▶ [Exercise directions]: Each record must appear in your answer exactly as it does below.
The data Start Marker
//! ECMAScript `Number::toString` for radix 10.

/// Render `value` exactly as JavaScript's `String(value)` would.
pub fn number_to_string(value: f64) -> String {
    if value.is_nan() {
        return "NaN".to_string();
    }
    if value == 0.0 {
        return "0".to_string();
    }
    if value.is_infinite() {
        return if value > 0.0 { "Infinity" } else { "-Infinity" }.to_string();
    }
    if value < 0.0 {
        return format!("-{}", number_to_string(-value));
    }

    // `{:e}` yields the shortest digits that round-trip, as `d[.ddd]e[-]x`.
    let scientific = format!("{value:e}");
    let Some((mantissa, exponent)) = scientific.split_once('e') else {
        return scientific;
    };
    let digits: String = mantissa.chars().filter(|c| *c != '.').collect();
    let Ok(exponent) = exponent.parse::<i32>() else {
        return scientific;
    };
    let k = digits.len() as i32;
    let n = exponent + 1;

    if k <= n && n <= 21 {
        let mut out = digits;
        out.extend(std::iter::repeat_n('0', (n - k) as usize));
        out
    } else if 0 < n && n <= 21 {
        let (int, frac) = digits.split_at(n as usize);
        format!("{int}.{frac}")
    } else if -6 < n && n <= 0 {
        let mut out = String::from("0.");
        out.extend(std::iter::repeat_n('0', (-n) as usize));
        out.push_str(&digits);
        out
    } else {
        let e = n - 1;
        let sign = if e >= 0 { '+' } else { '-' };
        let (first, rest) = digits.split_at(1);
        if rest.is_empty() {
            format!("{first}e{sign}{}", e.abs())
        } else {
            format!("{first}.{rest}e{sign}{}", e.abs())
        }
    }
}
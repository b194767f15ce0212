//! Line/column positions over UTF-8 source text.

/// A zero-based line and character (byte column) position.
#[derive(Clone, Copy, Debug, PartialEq, Eq, PartialOrd, Ord)]
pub struct Position {
    pub line: u32,
    pub character: u32,
}

/// Byte offsets of every line start in a text.
///
/// `\r\n`, `\n` and lone `\r` end a line. LS/PS do not, since editors and
/// diagnostics count physical lines.
#[derive(Clone, Debug, Default)]
pub struct LineMap {
    line_starts: Vec<u32>,
}

impl LineMap {
    pub fn build(text: &str) -> LineMap {
        let bytes = text.as_bytes();
        let mut line_starts = vec![0u32];
        let mut i = 0;
        while let Some(offset) = memchr::memchr2(b'\n', b'\r', &bytes[i..]) {
            let at = i + offset;
            i = if bytes[at] == b'\r' && bytes.get(at + 1) == Some(&b'\n') {
                at + 2
            } else {
                at + 1
            };
            line_starts.push(i as u32);
        }
        LineMap { line_starts }
    }

    pub fn line_count(&self) -> usize {
        self.line_starts.len()
    }

    pub fn line_starts(&self) -> &[u32] {
        &self.line_starts
    }

    pub fn line_start(&self, line: usize) -> Option<u32> {
        self.line_starts.get(line).copied()
    }

    /// Line index containing `offset`.
    pub fn line_of(&self, offset: u32) -> usize {
        match self.line_starts.binary_search(&offset) {
            Ok(line) => line,
            Err(next) => next.saturating_sub(1),
        }
    }

    pub fn offset_to_position(&self, offset: u32) -> Position {
        let line = self.line_of(offset);
        Position {
            line: line as u32,
            character: offset - self.line_starts[line],
        }
    }

    /// End of the line content, before its line terminator.
    pub fn line_content_end(&self, text: &str, line: usize) -> u32 {
        let Some(&start) = self.line_starts.get(line) else {
            return text.len() as u32;
        };
        let next = self
            .line_starts
            .get(line + 1)
            .map_or(text.len(), |&s| s as usize);
        let content = &text.as_bytes()[start as usize..next];
        let terminator = if content.ends_with(b"\r\n") {
            2
        } else if content.ends_with(b"\n") || content.ends_with(b"\r") {
            1
        } else {
            0
        };
        (next - terminator) as u32
    }
}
The data End Marker
▶ [Your response]:
//! ECMAScript `Number::toString` for radix 10.

/// Render `value` exactly as JavaScript's `String(value)` would.
pub fn number_to_string(value: f64) -> String {
    if value.is_nan() {
        return "NaN".to_string();
    }
    if value == 0.0 {
        return "0".to_string();
    }
    if value.is_infinite() {
        return if value > 0.0 { "Infinity" } else { "-Infinity" }.to_string();
    }
    if value < 0.0 {
        return format!("-{}", number_to_string(-value));
    }

    // `{:e}` yields the shortest digits that round-trip, as `d[.ddd]e[-]x`.
    let scientific = format!("{value:e}");
    let Some((mantissa, exponent)) = scientific.split_once('e') else {
        return scientific;
    };
    let digits: String = mantissa.chars().filter(|c| *c != '.').collect();
    let Ok(exponent) = exponent.parse::<i32>() else {
        return scientific;
    };
    let k = digits.len() as i32;
    let n = exponent + 1;

    if k <= n && n <= 21 {
        let mut out = digits;
        out.extend(std::iter::repeat_n('0', (n - k) as usize));
        out
    } else if 0 < n && n <= 21 {
        let (int, frac) = digits.split_at(n as usize);
        format!("{int}.{frac}")
    } else if -6 < n && n <= 0 {
        let mut out = String::from("0.");
        out.extend(std::iter::repeat_n('0', (-n) as usize));
        out.push_str(&digits);
        out
    } else {
        let e = n - 1;
        let sign = if e >= 0 { '+' } else { '-' };
        let (first, rest) = digits.split_at(1);
        if rest.is_empty() {
            format!("{first}e{sign}{}", e.abs())
        } else {
            format!("{first}.{rest}e{sign}{}", e.abs())
        }
    }
}
repository b194767f15ce0212
//! Line/column positions over UTF-8 source text.

/// A zero-based line and character (byte column) position.
#[derive(Clone, Copy, Debug, PartialEq, Eq, PartialOrd, Ord)]
pub struct Position {
    pub line: u32,
    pub character: u32,
}

/// Byte offsets of every line start in a text.
///
/// `\r\n`, `\n` and lone `\r` end a line. LS/PS do not, since editors and
/// diagnostics count physical lines.
#[derive(Clone, Debug, Default)]
pub struct LineMap {
    line_starts: Vec<u32>,
}

impl LineMap {
    pub fn build(text: &str) -> LineMap {
        let bytes = text.as_bytes();
        let mut line_starts = vec![0u32];
        let mut i = 0;
        while let Some(offset) = memchr::memchr2(b'\n', b'\r', &bytes[i..]) {
            let at = i + offset;
            i = if bytes[at] == b'\r' && bytes.get(at + 1) == Some(&b'\n') {
                at + 2
            } else {
                at + 1
            };
            line_starts.push(i as u32);
        }
        LineMap { line_starts }
    }

    pub fn line_count(&self) -> usize {
        self.line_starts.len()
    }

    pub fn line_starts(&self) -> &[u32] {
        &self.line_starts
    }

    pub fn line_start(&self, line: usize) -> Option<u32> {
        self.line_starts.get(line).copied()
    }

    /// Line index containing `offset`.
    pub fn line_of(&self, offset: u32) -> usize {
        match self.line_starts.binary_search(&offset) {
            Ok(line) => line,
            Err(next) => next.saturating_sub(1),
        }
    }

    pub fn offset_to_position(&self, offset: u32) -> Position {
        let line = self.line_of(offset);
        Position {
            line: line as u32,
            character: offset - self.line_starts[line],
        }
    }

    /// End of the line content, before its line terminator.
    pub fn line_content_end(&self, text: &str, line: usize) -> u32 {
        let Some(&start) = self.line_starts.get(line) else {
            return text.len() as u32;
        };
        let next = self
            .line_starts
            .get(line + 1)
            .map_or(text.len(), |&s| s as usize);
        let content = &text.as_bytes()[start as usize..next];
        let terminator = if content.ends_with(b"\r\n") {
            2
        } else if content.ends_with(b"\n") || content.ends_with(b"\r") {
            1
        } else {
            0
        };
        (next - terminator) as u32
    }
}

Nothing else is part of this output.